Monday, May 4, 2009

be still

I'm sitting here feeling the desire to write, but doubting that I have anything of value to say this morning.  I have been grateful to have a schedule in the last week or two that has given me space to rest, relax, get off the rat race treadmill.  The fruit of this time has been a reawakening of my heart, renewed clarity about my life and family, a reminder that there are important things I was beginning to explore that were abandoned in the busyness of work.

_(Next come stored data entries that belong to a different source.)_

impl SchedulerEngine {
    pub fn new(
        store: Arc<dyn ReviewStore>,
        backend: Arc<dyn CacheBackend>,
        config: EngineConfig,
    ) -> Self {
        let cache = TieredCache::new(Arc::clone(&backend));
        let aggregator = FeedbackAggregator::new(Arc::clone(&backend), config.clone());
        let queue = AdjustmentQueue::new(config.lease_timeout, config.max_queue_attempts);
        let predictor =
            DifficultyPredictor::new(Arc::clone(&store), cache.clone(), config.clone());
        let registry = SessionRegistry::new(Arc::clone(&backend), config.session_ttl);

        Self {
            config,
            store,
            backend,
            cache,
            aggregator,
            queue,
            predictor,
            registry,
        }
    }

    pub fn config(&self) -> &EngineConfig {
        &self.config
    }

    pub fn registry(&self) -> &SessionRegistry {
        &self.registry
    }

    pub fn predictor(&self) -> &DifficultyPredictor {
        &self.predictor
    }

    // ========== Scheduling ==========

    /// Create (or return) the active review cycle for a pair. Idempotent:
    /// at most one active row exists per (user, item), enforced by the
    /// store's conditional create.
    pub async fn schedule_review(
        &self,
        user_id: &str,
        item_id: &str,
    ) -> EngineResult<ReviewSchedule> {
        validate_id(user_id, "user_id")?;
        validate_id(item_id, "item_id")?;

        if let Some(active) = self.store.active_schedule(user_id, item_id).await? {
            return Ok(active);
        }

        // A skipped cycle resumes at its unchanged level; a fresh pair
        // starts at level 1.
        let level = self
            .store
            .latest_schedule(user_id, item_id)
            .await?
            .map(|row| row.current_level)
            .unwrap_or(Level::MIN);

        let due = Utc::now() + to_chrono(self.config.interval_for(level));
        let schedule = ReviewSchedule::new(user_id, item_id, level, due);

        match self.store.insert_schedule(&schedule, None).await {
            Ok(()) => {
                info!(user_id, item_id, level = level.get(), "review scheduled");
                Ok(schedule)
            }
            // Lost a race with a concurrent create; the winner's row is the
            // active one.
            Err(EngineError::Conflict(_)) => self
                .store
                .active_schedule(user_id, item_id)
                .await?
                .ok_or_else(|| {
                    EngineError::Store("conditional create conflicted without an active row".into())
                }),
            Err(err) => Err(err),
        }
    }

    /// Close a review cycle and open the next one. The successor row is
    /// created before the previous row is closed, so a crash in between
    /// leaves the prior cycle active instead of orphaning the learner.
    pub async fn complete_review(
        &self,
        schedule_id: &str,
        input: CompletionInput,
    ) -> EngineResult<CompletionOutcome> {
        if input.response_time_ms < 0 {
            return Err(EngineError::InvalidInput(
                "response_time_ms must be non-negative".to_string(),
            ));
        }

        let schedule = self
            .store
            .get_schedule(schedule_id)
            .await?
            .ok_or_else(|| EngineError::NotFound(format!("schedule {schedule_id}")))?;

        if !schedule.status.is_active() {
            return Err(EngineError::Conflict(format!(
                "schedule {schedule_id} is already {}",
                schedule.status.as_str()
            )));
        }

        let baseline = self
            .store
            .get_item_baseline(&schedule.item_id)
            .await?
            .unwrap_or_else(|| ItemBaseline::new(&schedule.item_id));

        let now = Utc::now();
        let plan = plan_transition(&self.config, schedule.current_level, &input, now);

        let mut successor =
            ReviewSchedule::new(&schedule.user_id, &schedule.item_id, plan.new_level, plan.due_at);
        successor.supersedes = Some(schedule.id.clone());
        self.insert_successor(&successor, &schedule).await?;

        let close = ScheduleClose {
            status: ReviewStatus::Completed,
            is_success: Some(plan.is_success),
            response_time_ms: Some(input.response_time_ms),
            confidence_level: input.confidence_level,
            difficulty_score_at_review: Some(baseline.base_difficulty),
            next_scheduled_at: Some(plan.due_at),
        };
        let completed = self.store.close_schedule(&schedule.id, close).await?;

        let profile_delta = self
            .apply_profile_update(&schedule.user_id, plan.is_success, baseline.subject.as_deref())
            .await?;
        self.apply_baseline_update(baseline, plan.is_success).await?;

        // Review outcomes are feedback too; failures here must not undo a
        // completed transition.
        self.feed_aggregation(
            &schedule.item_id,
            &schedule.user_id,
            input.feedback,
            &FeedbackMetadata {
                response_time_ms: input.response_time_ms,
                is_correct: plan.is_success,
                subject: None,
            },
        )
        .await;

        info!(
            user_id = %schedule.user_id,
            item_id = %schedule.item_id,
            from_level = schedule.current_level.get(),
            to_level = plan.new_level.get(),
            success = plan.is_success,
            "review completed"
        );

        Ok(CompletionOutcome {
            completed,
            next_schedule: successor,
            profile_delta,
        })
    }

    /// Cancel the active cycle without recording an outcome. Aggregation
    /// counters are untouched: a skip is not a failure.
    pub async fn skip_review(&self, schedule_id: &str) -> EngineResult<ReviewSchedule> {
        let schedule = self
            .store
            .get_schedule(schedule_id)
            .await?
            .ok_or_else(|| EngineError::NotFound(format!("schedule {schedule_id}")))?;

        if !schedule.status.is_active() {
            return Err(EngineError::Conflict(format!(
                "schedule {schedule_id} is already {}",
                schedule.status.as_str()
            )));
        }

        let skipped = self
            .store
            .close_schedule(&schedule.id, ScheduleClose::skipped())
            .await?;
        debug!(schedule_id, "review skipped");
        Ok(skipped)
    }

    /// Sweep overdue rows. Level is untouched; overdue items gain priority
    /// in downstream selection, which is a UI concern.
    pub async fn sweep_overdue(&self) -> EngineResult<u64> {
        let cutoff = Utc::now() - to_chrono(self.config.overdue_grace);
        let moved = self.store.mark_overdue(cutoff).await?;
        if moved > 0 {
            info!(moved, "schedules marked overdue");
        }
        Ok(moved)
    }

    // ========== Feedback ==========

    /// Best-effort, fire-and-forget: aggregation is an approximate signal
    /// and must never fail a caller. Invalid kinds are rejected before any
    /// mutation by the typed `FeedbackKind` boundary.
    pub async fn record_feedback(
        &self,
        item_id: &str,
        user_id: &str,
        feedback: FeedbackKind,
        metadata: FeedbackMetadata,
    ) {
        if item_id.trim().is_empty() || metadata.response_time_ms < 0 {
            warn!(item_id, "feedback event rejected");
            return;
        }
        self.feed_aggregation(item_id, user_id, feedback, &metadata)
            .await;
    }

    pub async fn feedback_aggregation(&self, item_id: &str) -> Option<FeedbackAggregation> {
        self.aggregator.current(item_id).await
    }

    // ========== Prediction ==========

    pub async fn predict_difficulty(
        &self,
        user_id: &str,
        item_id: &str,
    ) -> EngineResult<DifficultyPrediction> {
        validate_id(user_id, "user_id")?;
        validate_id(item_id, "item_id")?;
        self.predictor.predict(user_id, item_id).await
    }

    // ========== Adjustment queue ==========

    pub fn queue_status(&self) -> QueueStatus {
        self.queue.status()
    }

    /// Drain one queued item: recalibrate its baseline from the current
    /// aggregation window, then refresh predictions for recently-active
    /// users. Returns false when the queue is empty.
    pub async fn process_next_adjustment(&self) -> EngineResult<bool> {
        let Some(lease) = self.queue.dequeue_next() else {
            return Ok(false);
        };
        let item_id = lease.item_id.clone();

        match self.recalibrate_item(&item_id).await {
            Ok(()) => {
                self.queue.ack(&item_id);
                self.clear_queue_markers(&item_id).await;
                Ok(true)
            }
            Err(err) => {
                let requeued = self.queue.release(&item_id);
                if !requeued {
                    self.clear_queue_markers(&item_id).await;
                }
                warn!(item_id = %item_id, requeued, error = %err, "adjustment processing failed");
                Err(err)
            }
        }
    }

    /// Consume until empty; errors are bounded by the queue's retry budget,
    /// never fatal.
    pub async fn drain_adjustments(&self) -> usize {
        let mut processed = 0usize;
        loop {
            match self.process_next_adjustment().await {
                Ok(true) => processed += 1,
                Ok(false) => break,
                Err(_) => continue,
            }
        }
        processed
    }

    // ========== Internals ==========

    async fn insert_successor(
        &self,
        successor: &ReviewSchedule,
        predecessor: &ReviewSchedule,
    ) -> EngineResult<()> {
        match self
            .store
            .insert_schedule(successor, Some(predecessor.id.as_str()))
            .await
        {
            Ok(()) => Ok(()),
            Err(EngineError::Conflict(_)) => {
                // A crash between successor creation and predecessor close
                // leaves an orphaned successor. It was never acted on, so
                // supersede it and retry once.
                let active = self
                    .store
                    .active_schedule(&successor.user_id, &successor.item_id)
                    .await?;
                match active {
                    Some(orphan)
                        if orphan.supersedes.as_deref() == Some(predecessor.id.as_str()) =>
                    {
                        warn!(orphan_id = %orphan.id, "superseding orphaned successor");
                        self.store
                            .close_schedule(&orphan.id, ScheduleClose::skipped())
                            .await?;
                        self.store
                            .insert_schedule(successor, Some(predecessor.id.as_str()))
                            .await
                    }
                    _ => Err(EngineError::Conflict(format!(
                        "active schedule already exists for ({}, {})",
                        successor.user_id, successor.item_id
                    ))),
                }
            }
            Err(err) => Err(err),
        }
    }

    async fn apply_profile_update(
        &self,
        user_id: &str,
        is_success: bool,
        subject: Option<&str>,
    ) -> EngineResult<ProfileDelta> {
        let mut profile = self
            .store
            .get_profile(user_id)
            .await?
            .unwrap_or_else(|| ForgettingCurveProfile::new(user_id));

        let delta = profile.apply_review(is_success, subject);
        self.store.upsert_profile(&profile).await?;

        // Profile change invalidates this user's cached predictions, then
        // the fresh profile goes back on the warm path.
        self.predictor.invalidate_user(user_id).await;
        self.cache
            .set_with_tags(
                &keys::profile_key(user_id),
                &profile,
                CacheLayer::L2,
                &[keys::user_tag(user_id)],
            )
            .await;

        Ok(delta)
    }

    async fn apply_baseline_update(
        &self,
        mut baseline: ItemBaseline,
        is_success: bool,
    ) -> EngineResult<()> {
        let outcome = if is_success { 1.0 } else { 0.0 };
        baseline.success_rate += BASELINE_RATE_ALPHA * (outcome - baseline.success_rate);
        baseline.total_reviews += 1;
        baseline.updated_at = Utc::now();
        self.store.upsert_item_baseline(&baseline).await
    }

    async fn feed_aggregation(
        &self,
        item_id: &str,
        user_id: &str,
        feedback: FeedbackKind,
        metadata: &FeedbackMetadata,
    ) {
        let aggregation = self.aggregator.record(item_id, feedback, metadata).await;

        if aggregation.needs_adjustment && aggregation.urgency != Urgency::Low {
            let enqueued = self.queue.enqueue(item_id, aggregation.urgency);
            if enqueued {
                self.backend
                    .set_raw(
                        &keys::queue_marker_key(aggregation.urgency, item_id),
                        "1",
                        Some(QUEUE_MARKER_TTL),
                    )
                    .await;
                debug!(
                    item_id,
                    user_id,
                    urgency = aggregation.urgency.as_str(),
                    "item flagged for difficulty adjustment"
                );
            }
        }
    }

    async fn recalibrate_item(&self, item_id: &str) -> EngineResult<()> {
        let Some(aggregation) = self.aggregator.current(item_id).await else {
            // The window expired while the item waited; nothing to act on.
            debug!(item_id, "no aggregation window at recalibration time");
            return Ok(());
        };

        let mut baseline = self
            .store
            .get_item_baseline(item_id)
            .await?
            .unwrap_or_else(|| ItemBaseline::new(item_id));

        let step = self.config.recalibration_step;
        let before = baseline.base_difficulty;
        if aggregation.negative_rate() > self.config.negative_rate_threshold {
            baseline.base_difficulty = (baseline.base_difficulty + step).min(10.0);
        } else if aggregation.easy_rate() > self.config.easy_rate_threshold {
            baseline.base_difficulty = (baseline.base_difficulty - step).max(1.0);
        }
        baseline.success_rate +=
            BASELINE_RATE_ALPHA * (aggregation.success_rate - baseline.success_rate);
        baseline.updated_at = Utc::now();
        self.store.upsert_item_baseline(&baseline).await?;

        self.predictor.invalidate_item(item_id).await;

        let users = self
            .store
            .recently_active_users(item_id, self.config.batch_refresh_limit)
            .await?;
        let pairs: Vec<(String, String)> = users
            .into_iter()
            .map(|user_id| (user_id, item_id.to_string()))
            .collect();
        let refreshed = self.predictor.batch_update(&pairs).await;

        info!(
            item_id,
            difficulty_before = before,
            difficulty_after = baseline.base_difficulty,
            predictions_refreshed = refreshed,
            "item difficulty recalibrated"
        );
        Ok(())
    }

    async fn clear_queue_markers(&self, item_id: &str) {
        for urgency in [Urgency::Low, Urgency::Medium, Urgency::High] {
            self.backend
                .delete(&keys::queue_marker_key(urgency, item_id))
                .await;
        }
    }
}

This morning has been good.  I woke and got two boys happily off to school.  Brought a minimal amount of order to the chaos of the upstairs before the washer repairman arrives.  Researched anti inflammatory and anti cancer diets (which has just left me even more confused).  Had a wonderful 39 minute conversation with a good friend I'd not spoken to in about 6 months, listening to the story of the love God has brought to her life and her quickly approaching wedding.  Ate red grapefruit and yogurt with blueberries and granola for breakfast.  And read a chapter in Brennan Mannings book "the furious longing of God" followed by Galatians 4.  Its not even 10 am and its been a peaceful beginning to the day.  I am thankful for this. I don't realize how much I need quiet and aloneness when life is noisy and busy.  

So as the rest of my day hits its usual bumps I hope to carry this peace with me.